Now that I had some statistics it dawned on me I had no idea whether or not this was a lot documents. So I was off to the FDLP desktop and the Catalog of U.S. Government Publications.
I looked around the desktop to see if GPO listed any statistics. On the "about" page for the CGP, GPO says merely that there are more than 500,000 records in the database. So I gave some thought to how I might get a better figure, and off I went to OCLC and the GPO database in FirstSearch. On the database info page, OCLC lists 507,000+ as the number of records and that the database had its last monthly update on August 8, 2007.
So I went back to the CGP and its advance search page. Searching for GPO in the publisher field is not terribly effective. Of course, in this database everything is a government document so that is not a problem.
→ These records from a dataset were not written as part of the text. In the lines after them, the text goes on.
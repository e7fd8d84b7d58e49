//! PayConsole Common Types
//!
//! Value types shared by the currency display layer: currency codes, rate
//! tables, raw display amounts, and the country/merchant selections that the
//! selection stores own.

pub mod identifiers;
pub mod monetary;
pub mod selection;
pub mod error;
pub mod time;

pub use identifiers::*;
pub use monetary::*;
pub use selection::*;
pub use error::*;
pub use time::*;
But how to get a real number out of the database? I tried using the most common of words–a and the– but to no great effect. A brings up 359,875 records and the brings up 411,493. Neither result comes close enough to the supposed 507,000.
I had another realization that the CGP now includes records for electronic titles–titles that would not be fodder for the Google Book Project. Using the New Electronic Titles page is not really an option to count them as it only goes back to April of 2005 and since early 2006 the monthly lists are not numbered (leaving me to do a lot of counting).
So back to the advanced searching page in the CGP. Happily here you can search for terms in the URL/PURL. I proceeded to search for every record that listed .gov, .mil, .us, .org, and .com. I came up with a total of 64,504 records. So approximately 13% of the records in the CGP are electronic titles or are titles with an electronic counterpart.
Unfortunately I had another realization that these figures really only represent documents published from 1976 on. This is a really big problem in that most of the documents I found in Google Books dated to before 1923. My only hope to get good numbers was to askGPO. So late on August 8th I shot off a query to GPO asking for statistics on the number of documents GPO has distributed both before and after 1976.
Surprisingly enough, GPO called me first thing the next morning. askGPO is notoriously slow in providing answers to queries so I was very surprised! I spoke with Nancy Faget at GPO and she was very pleasant though not exactly forthcoming with numbers. It struck me that I got the quick call back as GPO viewed my query as the first step in getting out of the program. As far as I know my director has no real intentions of doing that, but I don’t think I convinced her on that point. But aside from that she told me that GPO really didn’t know how many documents went to depositories since the beginning. Alas!!
I honestly don’t know if would be fair to take the view that probably as much was distributed from 1813 to 1976 as was published after 1976. But if you did, that would lead to believe that over one million documents have been produced.
So the bigger picture suggests that the 167,878 titles in Google Books is only about 17% of all the documents that could be digitized. At a guess…
So I put a call out to everyone in GovDoc Land. If you are a full depository and have been one since 1813 and have kept really good records, could you please send me the statistics? Thank you very kindly in advance!